CNN'nin haberine göre, Londra Üniversitesi Akademisi Genetik Enstitüsünde genetik uzmanı Francois Balloux ve meslektaşları, dünyanın dört bir yanından bilim insanlarının kullandığı küresel bir veritabanından faydalanarak virüs dizilimi üzerinde inceleme yaptı.
Dünya genelinde 7 bin 600'den fazla hastadan alınan örneklerdeki mutasyonları inceleyen uzmanlar, "virüsün 2019 sonunda insanlar arasında yayıldığı ve ilk enfeksiyonun ardından çok hızlı biçimde yayılım gösterdiği" bulgusunu elde etti.
Araştırmada öte yandan virüsün daha kolay bulaştığına veya ciddi hastalığa yol açma ihtimalinin daha yüksek olduğuna dair kanıt bulunmadı.
"Küresel nüfusun olsa olsa yüzde 10'u enfekte"
Balloux, "Virüs değişiyor, ancak bu, kendi başına kötüye gittiği anlamına gelmiyor.

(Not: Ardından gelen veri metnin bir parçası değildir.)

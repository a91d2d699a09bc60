//! List screen: header with counts, the name filter, the page of entries
//! and the range/status footer.

use crossterm::event::KeyCode;
use ratatui::{
    layout::{Alignment, Constraint, Layout, Rect},
    style::{Color, Modifier, Style},
    text::{Line, Span},
    widgets::{Block, Borders, Paragraph},
    Frame,
};
use tui_dispatch::EventKind;
use tui_dispatch_components::{
    highlight_substring, BaseStyle, Padding, SelectList, SelectListBehavior, SelectListProps,
    SelectListStyle, SelectionStyle, StatusBarHint,
};

use super::{
    label, quit_hint, render_footer, status_span, title_style, value, Component, SearchBar,
    SearchBarProps, ACCENT_GOLD, ACCENT_TEAL, BG_HIGHLIGHT, BG_PANEL, TEXT_DIM, TEXT_MAIN,
};
use crate::action::Action;
use crate::catalog;
use crate::display::{format_dex_number, format_name, spinner};
use crate::state::AppState;

pub const EMPTY_SEARCH_MESSAGE: &str = "No Pokemon found matching your search.";
pub const EMPTY_PAGE_MESSAGE: &str = "No Pokemon found.";

pub struct CatalogViewProps<'a> {
    pub state: &'a AppState,
    pub is_focused: bool,
}

/// Areas of the last render, for mouse routing.
#[derive(Clone, Copy, Debug, Default)]
pub struct CatalogAreas {
    pub search: Rect,
    pub list: Rect,
}

#[derive(Default)]
pub struct CatalogView {
    list: SelectList,
    search: SearchBar,
    areas: CatalogAreas,
}

impl CatalogView {
    pub fn new() -> Self {
        Self::default()
    }

    pub fn areas(&self) -> CatalogAreas {
        self.areas
    }

    /// Keys while the search input has focus.
    pub fn handle_search_event(&mut self, event: &EventKind, state: &AppState) -> Vec<Action> {
        self.search.set_active(state.search.active);
        self.search
            .handle_event(
                event,
                SearchBarProps {
                    query: &state.search.query,
                    is_focused: state.search.active,
                },
            )
            .into_iter()
            .collect()
    }
}

fn entry_items(state: &AppState) -> Vec<Line<'static>> {
    let base = Style::default().fg(TEXT_MAIN);
    let highlight = Style::default()
        .fg(ACCENT_GOLD)
        .add_modifier(Modifier::BOLD);
    state
        .catalog
        .visible()
        .map(|entry| {
            let mut line = highlight_substring(
                &format_name(&entry.name),
                &state.search.query,
                base,
                highlight,
            );
            line.spans.insert(
                0,
                Span::styled(
                    format!("{:<7}", format_dex_number(&entry.id())),
                    Style::default().fg(TEXT_DIM),
                ),
            );
            line
        })
        .collect()
}

fn list_style() -> SelectListStyle {
    SelectListStyle {
        base: BaseStyle {
            border: None,
            padding: Padding::xy(1, 0),
            bg: None,
            fg: Some(TEXT_MAIN),
        },
        selection: SelectionStyle {
            style: Some(
                Style::default()
                    .bg(BG_HIGHLIGHT)
                    .fg(TEXT_MAIN)
                    .add_modifier(Modifier::BOLD),
            ),
            marker: None,
            disabled: false,
        },
        ..SelectListStyle::default()
    }
}

fn header_line(state: &AppState) -> Line<'static> {
    let catalog = &state.catalog;
    let mut spans = vec![
        label("Total: "),
        Span::styled(catalog.total_count.to_string(), Style::default().fg(ACCENT_TEAL)),
        label("  |  "),
        label("Page "),
        value(catalog.page.to_string()),
        label(" of "),
        value(catalog.total_pages().to_string()),
    ];
    if !state.search.query.is_empty() {
        spans.push(label("  |  Found: "));
        spans.push(Span::styled(
            format!("{} results", catalog.filtered.len()),
            Style::default().fg(ACCENT_GOLD),
        ));
    }
    Line::from(spans)
}

fn range_line(state: &AppState) -> Line<'static> {
    let total = state.catalog.total_count;
    let Some((first, last)) = catalog::page_range(state.catalog.page, total) else {
        return Line::default();
    };
    Line::styled(
        format!("Showing {first} - {last} of {total}"),
        Style::default().fg(TEXT_DIM),
    )
}

fn status_hints(state: &AppState) -> Vec<StatusBarHint<'static>> {
    if state.search.active {
        return vec![
            StatusBarHint::new("Enter", "Apply"),
            StatusBarHint::new("Esc", "Clear"),
        ];
    }
    vec![
        StatusBarHint::new("Enter", "Open"),
        StatusBarHint::new("/", "Search"),
        StatusBarHint::new("h/l", "Page"),
        StatusBarHint::new("g/G", "First/Last"),
        StatusBarHint::new(":", "Go to"),
        StatusBarHint::new("r", "Reload"),
        quit_hint(),
    ]
}

impl Component<Action> for CatalogView {
    type Props<'a> = CatalogViewProps<'a>;

    fn handle_event(
        &mut self,
        event: &EventKind,
        props: Self::Props<'_>,
    ) -> impl IntoIterator<Item = Action> {
        if !props.is_focused {
            return Vec::new();
        }
        let state = props.state;
        let selected = state.catalog.selected;
        match event {
            EventKind::Key(key) => match key.code {
                KeyCode::Char('q') => vec![Action::Quit],
                KeyCode::Char('/') => vec![Action::SearchStart],
                KeyCode::Esc if !state.search.query.is_empty() => vec![Action::SearchCancel],
                KeyCode::Enter if state.catalog.loading => Vec::new(),
                KeyCode::Enter => state
                    .catalog
                    .selected_entry()
                    .map(|entry| vec![Action::DetailOpen(entry.id())])
                    .unwrap_or_default(),
                KeyCode::Char('h') | KeyCode::Left => vec![Action::PagePrev],
                KeyCode::Char('l') | KeyCode::Right => vec![Action::PageNext],
                KeyCode::Char('g') => vec![Action::PageFirst],
                KeyCode::Char('G') => vec![Action::PageLast],
                KeyCode::Char(':') => vec![Action::PageJumpOpen],
                KeyCode::Char('r') | KeyCode::F(5) => vec![Action::CatalogFetch],
                KeyCode::Char('j') | KeyCode::Down => vec![Action::CatalogSelect(selected + 1)],
                KeyCode::Char('k') | KeyCode::Up => {
                    vec![Action::CatalogSelect(selected.saturating_sub(1))]
                }
                _ => {
                    let items = entry_items(state);
                    let list_props = SelectListProps {
                        items: &items,
                        count: items.len(),
                        selected: selected.min(items.len().saturating_sub(1)),
                        is_focused: true,
                        style: list_style(),
                        behavior: SelectListBehavior {
                            show_scrollbar: true,
                            wrap_navigation: false,
                        },
                        on_select: Action::CatalogSelect,
                        render_item: &|item| item.clone(),
                    };
                    self.list.handle_event(event, list_props).into_iter().collect()
                }
            },
            EventKind::Scroll { delta, .. } => {
                let next = (selected as isize + *delta as isize * 3).max(0);
                vec![Action::CatalogSelect(next as usize)]
            }
            _ => Vec::new(),
        }
    }

    fn render(&mut self, frame: &mut Frame, area: Rect, props: Self::Props<'_>) {
        let state = props.state;
        let chunks = Layout::vertical([
            Constraint::Length(3), // Header
            Constraint::Length(1), // Search
            Constraint::Min(3),    // Entries
            Constraint::Length(1), // Range
            Constraint::Length(2), // Status
        ])
        .split(area);

        let header = Paragraph::new(header_line(state)).block(
            Block::default()
                .borders(Borders::ALL)
                .title(Span::styled("POKEDEX", title_style()))
                .style(Style::default().bg(BG_PANEL).fg(TEXT_MAIN))
                .border_style(Style::default().fg(TEXT_DIM)),
        );
        frame.render_widget(header, chunks[0]);

        self.search.set_active(state.search.active);
        self.search.render(
            frame,
            chunks[1],
            SearchBarProps {
                query: &state.search.query,
                is_focused: state.search.active,
            },
        );

        let mut title = format!("Page {}", state.catalog.page);
        if state.catalog.loading {
            title.push_str(&format!(" {}", spinner(state.tick)));
        }
        let block = Block::default()
            .borders(Borders::ALL)
            .title(title)
            .border_style(Style::default().fg(if props.is_focused {
                ACCENT_TEAL
            } else {
                TEXT_DIM
            }));
        let inner = block.inner(chunks[2]);
        frame.render_widget(block, chunks[2]);
        self.areas = CatalogAreas {
            search: chunks[1],
            list: inner,
        };

        // Held entries belong to the previous page until the load lands
        if state.catalog.loading || state.catalog.filtered.is_empty() {
            let message = if state.catalog.loading {
                format!("Loading Pokemon... {}", spinner(state.tick))
            } else if state.search.query.is_empty() {
                EMPTY_PAGE_MESSAGE.to_string()
            } else {
                EMPTY_SEARCH_MESSAGE.to_string()
            };
            frame.render_widget(
                Paragraph::new(message)
                    .alignment(Alignment::Center)
                    .style(Style::default().fg(Color::DarkGray)),
                inner,
            );
        } else {
            let items = entry_items(state);
            let list_props = SelectListProps {
                items: &items,
                count: items.len(),
                selected: state.catalog.selected.min(items.len().saturating_sub(1)),
                is_focused: props.is_focused,
                style: list_style(),
                behavior: SelectListBehavior {
                    show_scrollbar: true,
                    wrap_navigation: false,
                },
                on_select: Action::CatalogSelect,
                render_item: &|item| item.clone(),
            };
            self.list.render(frame, inner, list_props);
        }

        frame.render_widget(
            Paragraph::new(range_line(state)).alignment(Alignment::Center),
            chunks[3],
        );

        let fallback = if state.catalog.loading {
            format!("Loading page {}...", state.catalog.page)
        } else {
            String::new()
        };
        render_footer(
            frame,
            chunks[4],
            &status_hints(state),
            status_span(state.message.as_deref(), &fallback),
        );
    }
}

Bütün virüsler doğal olarak mutasyona uğrar. Kendi içlerindeki mutasyonlar kötü şeyler değil ve SARS-CoV-2'nin de beklenenden daha hızlı veya yavaş mutasyona uğradığına dair kanıt yok. Şu ana kadar SARS-CoV-2'nin daha az veya daha çok ölümcül yahut bulaşıcı hale gelip gelmediğini söyleyemeyiz" dedi.
Balloux ve ekibinin "Infection, Genetics and Evolution" dergisinde yayımlanan çalışmasında, "Bu, SARSCoV-2'nin tanımlanmadan çok önce dolaşımda olabileceği, dolayısıyla da dünya nüfusunun büyük kısmının halihazırda enfekte olduğu yönündeki herhangi bir senaryoyu bertaraf etmektedir. Herkes bunu umuyordu. Ben de dahil" dedi.
Balloux, bugün küresel nüfusun olsa olsa yüzde 10'unun enfekte olduğu tahmininde bulundu.
"İlk hastayı bulmak mümkün değil"
Birçok farklı çalışma, bilim insanları tarafından genellikle SARS-CoV-2 olarak da adlandırılan yeni tip koronavirüsün bir yarasadan kaynaklandığını ancak insanlara geçmeden önce başka bir hayvana bulaşmış olması gerektiğini göstermişti.
Araştırma ekibi, bulguların önceki tahminlerle uyumlu olduğunu ve inceledikleri tüm dizilimlerin, 2019'un sonuna doğru ortak bir atadan geldiğini gösterdiğini açıkladı.
Uzmanlar ayrıca virüsün Avrupa, ABD ve başka yerlerde ocak ve şubat aylarında ilk resmi vakaların rapor edilmesinden haftalar, hatta aylar önce insanları etkilediğine dair şüpheleri destekleyen genetik kanıtlar elde etti. Bunun, hiçbir ülkede "ilk" hastanın bulunmasının mümkün olmadığı anlamına geldiği söyledi.